Reproduce exactly the lines below from the one containing "pub struct SnapSettingsPatch" through the one containing "if let Some(v) = patch.grid_snap", including both, and nothing else.

[Opening WORKING DATA section]

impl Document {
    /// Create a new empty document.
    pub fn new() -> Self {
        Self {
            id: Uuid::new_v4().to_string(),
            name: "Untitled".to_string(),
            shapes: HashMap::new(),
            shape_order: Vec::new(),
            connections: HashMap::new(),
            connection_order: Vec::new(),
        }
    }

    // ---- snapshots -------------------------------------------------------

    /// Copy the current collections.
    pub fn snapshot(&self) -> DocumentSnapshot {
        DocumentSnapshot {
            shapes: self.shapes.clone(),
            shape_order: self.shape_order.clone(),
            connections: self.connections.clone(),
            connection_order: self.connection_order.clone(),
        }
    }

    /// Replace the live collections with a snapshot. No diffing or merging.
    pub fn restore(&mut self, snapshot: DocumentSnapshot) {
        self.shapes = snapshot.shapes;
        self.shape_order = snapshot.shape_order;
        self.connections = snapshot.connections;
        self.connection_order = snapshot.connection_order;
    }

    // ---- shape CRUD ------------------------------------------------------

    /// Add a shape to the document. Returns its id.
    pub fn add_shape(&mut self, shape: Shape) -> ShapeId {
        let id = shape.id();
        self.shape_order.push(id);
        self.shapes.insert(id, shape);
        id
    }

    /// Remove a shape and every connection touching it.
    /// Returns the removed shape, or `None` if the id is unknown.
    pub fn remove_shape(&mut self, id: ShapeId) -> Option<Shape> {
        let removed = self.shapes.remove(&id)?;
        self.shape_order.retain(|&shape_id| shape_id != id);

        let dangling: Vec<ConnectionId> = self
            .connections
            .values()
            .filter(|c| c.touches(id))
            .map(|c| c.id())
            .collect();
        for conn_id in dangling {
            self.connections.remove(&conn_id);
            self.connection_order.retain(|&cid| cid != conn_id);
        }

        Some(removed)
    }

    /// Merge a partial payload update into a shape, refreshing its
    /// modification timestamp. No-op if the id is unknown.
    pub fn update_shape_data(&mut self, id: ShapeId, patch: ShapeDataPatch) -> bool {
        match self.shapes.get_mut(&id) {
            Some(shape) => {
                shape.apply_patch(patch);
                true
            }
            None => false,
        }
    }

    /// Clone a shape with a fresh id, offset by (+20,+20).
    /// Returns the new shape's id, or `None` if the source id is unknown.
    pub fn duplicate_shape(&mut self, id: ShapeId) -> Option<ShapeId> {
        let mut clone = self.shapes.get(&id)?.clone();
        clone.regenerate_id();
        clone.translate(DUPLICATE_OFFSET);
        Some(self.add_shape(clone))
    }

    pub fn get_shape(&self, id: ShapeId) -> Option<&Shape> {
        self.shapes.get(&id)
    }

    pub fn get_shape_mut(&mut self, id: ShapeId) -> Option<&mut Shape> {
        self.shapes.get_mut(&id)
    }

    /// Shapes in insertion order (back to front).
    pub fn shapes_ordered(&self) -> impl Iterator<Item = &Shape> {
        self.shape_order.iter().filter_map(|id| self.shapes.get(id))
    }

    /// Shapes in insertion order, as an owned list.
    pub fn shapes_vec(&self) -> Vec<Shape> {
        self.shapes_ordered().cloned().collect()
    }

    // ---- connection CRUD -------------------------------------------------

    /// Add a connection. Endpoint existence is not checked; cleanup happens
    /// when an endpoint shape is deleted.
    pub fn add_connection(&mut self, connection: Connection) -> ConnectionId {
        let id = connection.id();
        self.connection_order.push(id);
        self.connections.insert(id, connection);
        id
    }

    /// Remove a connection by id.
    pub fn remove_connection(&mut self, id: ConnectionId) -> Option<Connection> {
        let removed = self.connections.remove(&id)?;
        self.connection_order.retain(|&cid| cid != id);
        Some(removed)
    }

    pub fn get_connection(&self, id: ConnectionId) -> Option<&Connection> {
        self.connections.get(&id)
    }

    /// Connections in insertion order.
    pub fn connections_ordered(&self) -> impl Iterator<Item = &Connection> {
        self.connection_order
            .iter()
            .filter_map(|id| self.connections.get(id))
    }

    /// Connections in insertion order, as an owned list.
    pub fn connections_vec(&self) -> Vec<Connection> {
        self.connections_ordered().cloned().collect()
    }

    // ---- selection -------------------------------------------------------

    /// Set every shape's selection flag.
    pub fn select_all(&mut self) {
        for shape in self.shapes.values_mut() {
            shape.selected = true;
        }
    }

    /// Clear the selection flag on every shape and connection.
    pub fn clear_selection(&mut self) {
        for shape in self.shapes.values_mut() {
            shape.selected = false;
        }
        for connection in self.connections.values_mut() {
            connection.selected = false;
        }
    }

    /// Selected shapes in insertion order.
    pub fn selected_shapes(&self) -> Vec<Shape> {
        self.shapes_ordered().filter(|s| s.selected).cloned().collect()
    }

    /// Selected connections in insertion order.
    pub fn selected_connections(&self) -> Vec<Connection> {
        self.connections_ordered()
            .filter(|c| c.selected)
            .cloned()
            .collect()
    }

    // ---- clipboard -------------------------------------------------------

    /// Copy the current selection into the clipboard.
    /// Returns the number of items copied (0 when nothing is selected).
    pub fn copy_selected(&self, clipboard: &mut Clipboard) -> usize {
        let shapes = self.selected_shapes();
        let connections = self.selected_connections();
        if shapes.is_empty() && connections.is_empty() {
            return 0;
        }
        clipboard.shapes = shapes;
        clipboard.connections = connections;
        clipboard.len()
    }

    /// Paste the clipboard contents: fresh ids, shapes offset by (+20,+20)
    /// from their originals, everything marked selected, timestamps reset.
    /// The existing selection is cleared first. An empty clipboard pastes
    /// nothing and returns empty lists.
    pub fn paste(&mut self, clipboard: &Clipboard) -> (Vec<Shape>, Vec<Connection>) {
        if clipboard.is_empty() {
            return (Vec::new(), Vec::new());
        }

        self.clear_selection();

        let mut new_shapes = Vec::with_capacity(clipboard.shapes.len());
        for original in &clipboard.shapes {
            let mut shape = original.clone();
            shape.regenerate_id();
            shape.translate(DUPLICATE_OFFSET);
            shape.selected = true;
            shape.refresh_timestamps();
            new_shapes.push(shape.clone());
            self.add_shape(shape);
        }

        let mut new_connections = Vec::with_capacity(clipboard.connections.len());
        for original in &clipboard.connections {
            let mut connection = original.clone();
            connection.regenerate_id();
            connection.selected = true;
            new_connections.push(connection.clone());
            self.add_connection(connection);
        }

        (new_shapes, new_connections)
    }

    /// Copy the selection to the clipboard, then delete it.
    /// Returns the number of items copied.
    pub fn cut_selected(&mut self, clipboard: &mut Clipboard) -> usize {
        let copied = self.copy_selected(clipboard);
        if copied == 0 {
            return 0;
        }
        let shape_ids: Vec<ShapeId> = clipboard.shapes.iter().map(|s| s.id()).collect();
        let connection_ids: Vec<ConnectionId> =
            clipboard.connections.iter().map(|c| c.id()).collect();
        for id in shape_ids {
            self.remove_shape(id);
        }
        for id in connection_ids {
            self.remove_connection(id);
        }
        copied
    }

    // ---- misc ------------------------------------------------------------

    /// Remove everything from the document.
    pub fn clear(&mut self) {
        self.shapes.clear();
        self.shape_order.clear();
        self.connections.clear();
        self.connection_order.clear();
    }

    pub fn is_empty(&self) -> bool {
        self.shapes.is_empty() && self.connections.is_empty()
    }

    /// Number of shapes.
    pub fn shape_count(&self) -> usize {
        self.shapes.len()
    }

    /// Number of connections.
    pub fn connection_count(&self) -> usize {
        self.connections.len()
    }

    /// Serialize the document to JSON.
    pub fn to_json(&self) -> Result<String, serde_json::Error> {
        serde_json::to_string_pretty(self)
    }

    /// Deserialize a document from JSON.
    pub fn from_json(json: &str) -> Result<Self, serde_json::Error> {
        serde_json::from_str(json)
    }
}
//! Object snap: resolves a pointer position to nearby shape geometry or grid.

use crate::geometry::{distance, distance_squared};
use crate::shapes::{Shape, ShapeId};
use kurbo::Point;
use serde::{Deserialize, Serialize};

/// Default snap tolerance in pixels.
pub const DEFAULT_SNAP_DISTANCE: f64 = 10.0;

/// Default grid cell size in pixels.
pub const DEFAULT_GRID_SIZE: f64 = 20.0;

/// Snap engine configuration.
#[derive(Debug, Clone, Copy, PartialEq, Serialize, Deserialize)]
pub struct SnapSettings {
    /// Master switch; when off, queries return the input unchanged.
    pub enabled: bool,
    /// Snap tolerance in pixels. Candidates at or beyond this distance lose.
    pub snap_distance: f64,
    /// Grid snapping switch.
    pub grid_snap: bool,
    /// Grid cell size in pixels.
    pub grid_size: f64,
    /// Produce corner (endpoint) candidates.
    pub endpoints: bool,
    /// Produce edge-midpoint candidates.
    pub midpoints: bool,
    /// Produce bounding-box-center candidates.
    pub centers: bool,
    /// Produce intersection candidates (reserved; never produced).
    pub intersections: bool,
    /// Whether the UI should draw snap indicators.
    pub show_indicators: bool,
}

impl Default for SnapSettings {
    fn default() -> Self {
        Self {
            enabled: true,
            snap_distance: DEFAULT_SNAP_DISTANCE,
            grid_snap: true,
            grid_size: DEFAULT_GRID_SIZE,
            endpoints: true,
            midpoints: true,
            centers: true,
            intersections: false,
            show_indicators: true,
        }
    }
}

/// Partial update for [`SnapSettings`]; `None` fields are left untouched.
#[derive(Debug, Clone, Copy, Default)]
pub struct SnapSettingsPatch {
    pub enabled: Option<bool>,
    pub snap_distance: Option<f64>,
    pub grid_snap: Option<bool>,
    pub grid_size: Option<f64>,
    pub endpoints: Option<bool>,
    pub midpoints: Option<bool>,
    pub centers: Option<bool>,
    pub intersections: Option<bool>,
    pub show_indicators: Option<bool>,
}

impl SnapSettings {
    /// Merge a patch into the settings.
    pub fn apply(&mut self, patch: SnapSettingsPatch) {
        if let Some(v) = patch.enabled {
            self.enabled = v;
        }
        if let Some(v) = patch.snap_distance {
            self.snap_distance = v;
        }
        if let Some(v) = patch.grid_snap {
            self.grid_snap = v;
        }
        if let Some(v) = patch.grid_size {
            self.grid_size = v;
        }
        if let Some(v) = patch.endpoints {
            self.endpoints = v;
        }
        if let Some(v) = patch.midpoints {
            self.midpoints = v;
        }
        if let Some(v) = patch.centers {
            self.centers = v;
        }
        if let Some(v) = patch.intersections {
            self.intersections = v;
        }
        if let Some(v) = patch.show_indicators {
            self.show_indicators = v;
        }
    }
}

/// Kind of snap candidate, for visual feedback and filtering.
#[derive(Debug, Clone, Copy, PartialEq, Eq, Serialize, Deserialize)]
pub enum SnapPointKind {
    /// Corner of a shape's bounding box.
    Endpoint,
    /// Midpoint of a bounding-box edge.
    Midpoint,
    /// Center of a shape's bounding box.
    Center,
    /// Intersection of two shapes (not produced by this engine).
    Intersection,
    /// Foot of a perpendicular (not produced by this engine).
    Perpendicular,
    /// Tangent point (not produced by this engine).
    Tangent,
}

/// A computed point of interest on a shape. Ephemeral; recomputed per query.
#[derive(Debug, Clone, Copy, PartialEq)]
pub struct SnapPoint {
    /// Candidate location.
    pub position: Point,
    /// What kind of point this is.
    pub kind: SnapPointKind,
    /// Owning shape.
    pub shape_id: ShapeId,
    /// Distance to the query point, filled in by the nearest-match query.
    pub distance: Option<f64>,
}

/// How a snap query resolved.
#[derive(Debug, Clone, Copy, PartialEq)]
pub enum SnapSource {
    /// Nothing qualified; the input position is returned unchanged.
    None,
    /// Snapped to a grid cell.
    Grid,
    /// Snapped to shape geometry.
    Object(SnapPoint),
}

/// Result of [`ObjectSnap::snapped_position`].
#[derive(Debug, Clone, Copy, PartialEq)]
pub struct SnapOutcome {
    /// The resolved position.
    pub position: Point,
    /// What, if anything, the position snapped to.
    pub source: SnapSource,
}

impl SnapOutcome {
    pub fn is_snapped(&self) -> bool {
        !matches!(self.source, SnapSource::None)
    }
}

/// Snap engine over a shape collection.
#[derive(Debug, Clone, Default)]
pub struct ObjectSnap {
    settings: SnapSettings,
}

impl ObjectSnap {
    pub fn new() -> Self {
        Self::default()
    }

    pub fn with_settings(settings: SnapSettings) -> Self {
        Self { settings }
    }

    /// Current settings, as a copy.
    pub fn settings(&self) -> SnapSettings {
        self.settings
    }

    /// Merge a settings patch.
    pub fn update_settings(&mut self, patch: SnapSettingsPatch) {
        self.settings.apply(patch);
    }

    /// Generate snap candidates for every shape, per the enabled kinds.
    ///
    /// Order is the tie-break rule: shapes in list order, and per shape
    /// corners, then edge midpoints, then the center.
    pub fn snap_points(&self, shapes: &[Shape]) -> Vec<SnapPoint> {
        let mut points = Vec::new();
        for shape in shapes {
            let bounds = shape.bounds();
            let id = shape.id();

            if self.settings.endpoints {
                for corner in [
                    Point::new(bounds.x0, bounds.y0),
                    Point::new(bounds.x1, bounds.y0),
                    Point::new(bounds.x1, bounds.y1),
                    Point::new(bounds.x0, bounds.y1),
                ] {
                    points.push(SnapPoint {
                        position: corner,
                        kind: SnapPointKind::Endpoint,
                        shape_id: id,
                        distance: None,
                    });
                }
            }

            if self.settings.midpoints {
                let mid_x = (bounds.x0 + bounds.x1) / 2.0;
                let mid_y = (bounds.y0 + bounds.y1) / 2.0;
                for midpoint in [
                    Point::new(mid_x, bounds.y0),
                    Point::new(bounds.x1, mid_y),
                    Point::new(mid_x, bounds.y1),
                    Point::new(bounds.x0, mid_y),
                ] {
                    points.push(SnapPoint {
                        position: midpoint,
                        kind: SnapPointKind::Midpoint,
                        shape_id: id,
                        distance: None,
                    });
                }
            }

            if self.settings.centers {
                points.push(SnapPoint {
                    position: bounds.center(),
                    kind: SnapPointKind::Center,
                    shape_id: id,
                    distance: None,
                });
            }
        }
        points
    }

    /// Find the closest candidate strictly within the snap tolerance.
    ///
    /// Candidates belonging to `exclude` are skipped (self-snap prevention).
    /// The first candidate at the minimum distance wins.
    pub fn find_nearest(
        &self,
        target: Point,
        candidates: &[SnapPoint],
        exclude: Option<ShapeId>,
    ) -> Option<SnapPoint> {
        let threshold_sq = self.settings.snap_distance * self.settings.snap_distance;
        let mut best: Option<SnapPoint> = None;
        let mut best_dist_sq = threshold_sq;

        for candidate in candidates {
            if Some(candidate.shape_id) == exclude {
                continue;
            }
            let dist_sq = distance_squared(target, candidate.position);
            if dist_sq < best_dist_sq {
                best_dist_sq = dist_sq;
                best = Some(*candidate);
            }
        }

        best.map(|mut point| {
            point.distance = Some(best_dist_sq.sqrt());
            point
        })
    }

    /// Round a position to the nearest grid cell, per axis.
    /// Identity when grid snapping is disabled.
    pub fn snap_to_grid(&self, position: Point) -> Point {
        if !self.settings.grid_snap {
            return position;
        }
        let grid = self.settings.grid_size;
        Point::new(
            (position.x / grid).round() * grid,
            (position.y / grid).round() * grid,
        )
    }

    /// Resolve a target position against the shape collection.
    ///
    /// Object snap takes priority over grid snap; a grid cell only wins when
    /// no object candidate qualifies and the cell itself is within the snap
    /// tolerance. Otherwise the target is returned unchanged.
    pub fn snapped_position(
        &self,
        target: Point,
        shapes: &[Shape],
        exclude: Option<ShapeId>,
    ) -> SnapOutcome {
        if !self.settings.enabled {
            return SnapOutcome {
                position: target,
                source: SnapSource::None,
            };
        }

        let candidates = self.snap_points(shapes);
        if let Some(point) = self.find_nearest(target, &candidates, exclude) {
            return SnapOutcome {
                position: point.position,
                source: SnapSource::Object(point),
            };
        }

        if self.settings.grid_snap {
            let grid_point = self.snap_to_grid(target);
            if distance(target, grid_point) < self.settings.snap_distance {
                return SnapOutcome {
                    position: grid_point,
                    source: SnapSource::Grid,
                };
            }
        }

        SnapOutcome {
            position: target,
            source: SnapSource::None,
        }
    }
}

[Closing WORKING DATA section]
[Opening WORKING DATA section]

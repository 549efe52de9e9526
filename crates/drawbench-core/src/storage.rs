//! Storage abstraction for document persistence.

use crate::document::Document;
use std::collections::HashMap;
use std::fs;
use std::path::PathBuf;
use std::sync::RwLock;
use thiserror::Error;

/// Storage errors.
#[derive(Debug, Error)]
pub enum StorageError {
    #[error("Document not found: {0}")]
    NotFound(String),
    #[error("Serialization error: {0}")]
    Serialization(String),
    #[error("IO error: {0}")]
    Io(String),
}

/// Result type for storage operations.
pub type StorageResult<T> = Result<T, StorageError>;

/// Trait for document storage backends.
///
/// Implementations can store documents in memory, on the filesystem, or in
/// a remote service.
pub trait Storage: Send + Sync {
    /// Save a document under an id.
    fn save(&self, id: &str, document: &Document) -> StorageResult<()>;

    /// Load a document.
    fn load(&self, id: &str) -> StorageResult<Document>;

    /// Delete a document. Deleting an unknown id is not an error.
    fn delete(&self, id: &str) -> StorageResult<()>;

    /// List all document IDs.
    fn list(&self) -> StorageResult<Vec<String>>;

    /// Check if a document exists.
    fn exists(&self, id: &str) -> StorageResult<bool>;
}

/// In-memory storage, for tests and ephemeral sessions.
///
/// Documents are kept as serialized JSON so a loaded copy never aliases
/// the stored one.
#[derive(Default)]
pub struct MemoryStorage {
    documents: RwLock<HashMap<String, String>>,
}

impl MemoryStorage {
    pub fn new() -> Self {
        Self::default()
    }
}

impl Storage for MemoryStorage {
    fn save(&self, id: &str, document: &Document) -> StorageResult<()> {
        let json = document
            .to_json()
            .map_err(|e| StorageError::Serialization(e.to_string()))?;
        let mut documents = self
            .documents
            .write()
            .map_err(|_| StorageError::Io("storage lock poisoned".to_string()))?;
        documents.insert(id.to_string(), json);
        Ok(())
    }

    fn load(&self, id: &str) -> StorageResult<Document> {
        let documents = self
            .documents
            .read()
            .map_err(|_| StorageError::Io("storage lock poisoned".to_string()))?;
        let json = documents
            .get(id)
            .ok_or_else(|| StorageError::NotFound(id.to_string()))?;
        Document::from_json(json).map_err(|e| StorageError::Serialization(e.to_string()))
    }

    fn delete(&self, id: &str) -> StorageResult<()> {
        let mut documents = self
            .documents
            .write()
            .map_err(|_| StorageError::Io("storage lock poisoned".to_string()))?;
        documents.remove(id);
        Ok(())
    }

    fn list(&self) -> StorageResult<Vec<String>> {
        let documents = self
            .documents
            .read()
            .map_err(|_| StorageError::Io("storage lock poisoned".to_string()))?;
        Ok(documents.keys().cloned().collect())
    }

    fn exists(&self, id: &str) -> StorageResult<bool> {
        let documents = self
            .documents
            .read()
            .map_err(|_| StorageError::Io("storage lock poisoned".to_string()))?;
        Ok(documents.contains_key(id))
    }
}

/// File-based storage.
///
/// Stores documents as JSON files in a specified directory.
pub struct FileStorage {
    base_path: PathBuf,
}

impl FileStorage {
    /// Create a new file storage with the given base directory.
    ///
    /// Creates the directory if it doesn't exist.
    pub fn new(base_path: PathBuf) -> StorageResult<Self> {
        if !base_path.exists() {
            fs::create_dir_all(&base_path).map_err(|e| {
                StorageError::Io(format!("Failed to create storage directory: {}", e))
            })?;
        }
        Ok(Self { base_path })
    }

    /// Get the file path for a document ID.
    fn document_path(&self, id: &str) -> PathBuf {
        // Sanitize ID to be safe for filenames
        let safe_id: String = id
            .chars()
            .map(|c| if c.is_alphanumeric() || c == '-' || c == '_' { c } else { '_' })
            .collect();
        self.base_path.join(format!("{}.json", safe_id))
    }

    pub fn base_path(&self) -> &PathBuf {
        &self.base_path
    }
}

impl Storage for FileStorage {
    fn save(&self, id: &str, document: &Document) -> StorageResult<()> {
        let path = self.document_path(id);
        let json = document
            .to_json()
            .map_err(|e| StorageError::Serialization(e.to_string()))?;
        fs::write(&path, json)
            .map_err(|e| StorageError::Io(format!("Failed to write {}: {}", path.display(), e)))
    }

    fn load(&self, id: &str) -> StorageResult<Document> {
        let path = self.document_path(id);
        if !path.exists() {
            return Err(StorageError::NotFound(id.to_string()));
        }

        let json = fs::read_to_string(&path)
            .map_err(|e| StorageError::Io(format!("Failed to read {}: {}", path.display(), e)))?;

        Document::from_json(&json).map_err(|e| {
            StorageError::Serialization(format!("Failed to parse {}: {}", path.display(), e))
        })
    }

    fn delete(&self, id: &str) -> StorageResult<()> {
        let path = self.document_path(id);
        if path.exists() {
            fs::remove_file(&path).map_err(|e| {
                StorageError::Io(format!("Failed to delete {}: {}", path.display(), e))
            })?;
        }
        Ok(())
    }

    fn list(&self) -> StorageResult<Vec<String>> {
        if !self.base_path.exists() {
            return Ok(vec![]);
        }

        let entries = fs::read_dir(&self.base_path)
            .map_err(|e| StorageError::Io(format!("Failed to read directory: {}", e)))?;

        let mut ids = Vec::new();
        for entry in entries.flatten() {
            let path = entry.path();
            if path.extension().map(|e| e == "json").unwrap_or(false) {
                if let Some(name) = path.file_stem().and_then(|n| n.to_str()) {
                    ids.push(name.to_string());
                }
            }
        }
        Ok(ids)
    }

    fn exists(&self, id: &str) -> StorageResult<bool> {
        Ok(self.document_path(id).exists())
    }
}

[Closing WORKING DATA section]

**YOUR RESPONSE**
pub struct SnapSettingsPatch {
    pub enabled: Option<bool>,
    pub snap_distance: Option<f64>,
    pub grid_snap: Option<bool>,
    pub grid_size: Option<f64>,
    pub endpoints: Option<bool>,
    pub midpoints: Option<bool>,
    pub centers: Option<bool>,
    pub intersections: Option<bool>,
    pub show_indicators: Option<bool>,
}

impl SnapSettings {
    /// Merge a patch into the settings.
    pub fn apply(&mut self, patch: SnapSettingsPatch) {
        if let Some(v) = patch.enabled {
            self.enabled = v;
        }
        if let Some(v) = patch.snap_distance {
            self.snap_distance = v;
        }
        if let Some(v) = patch.grid_snap {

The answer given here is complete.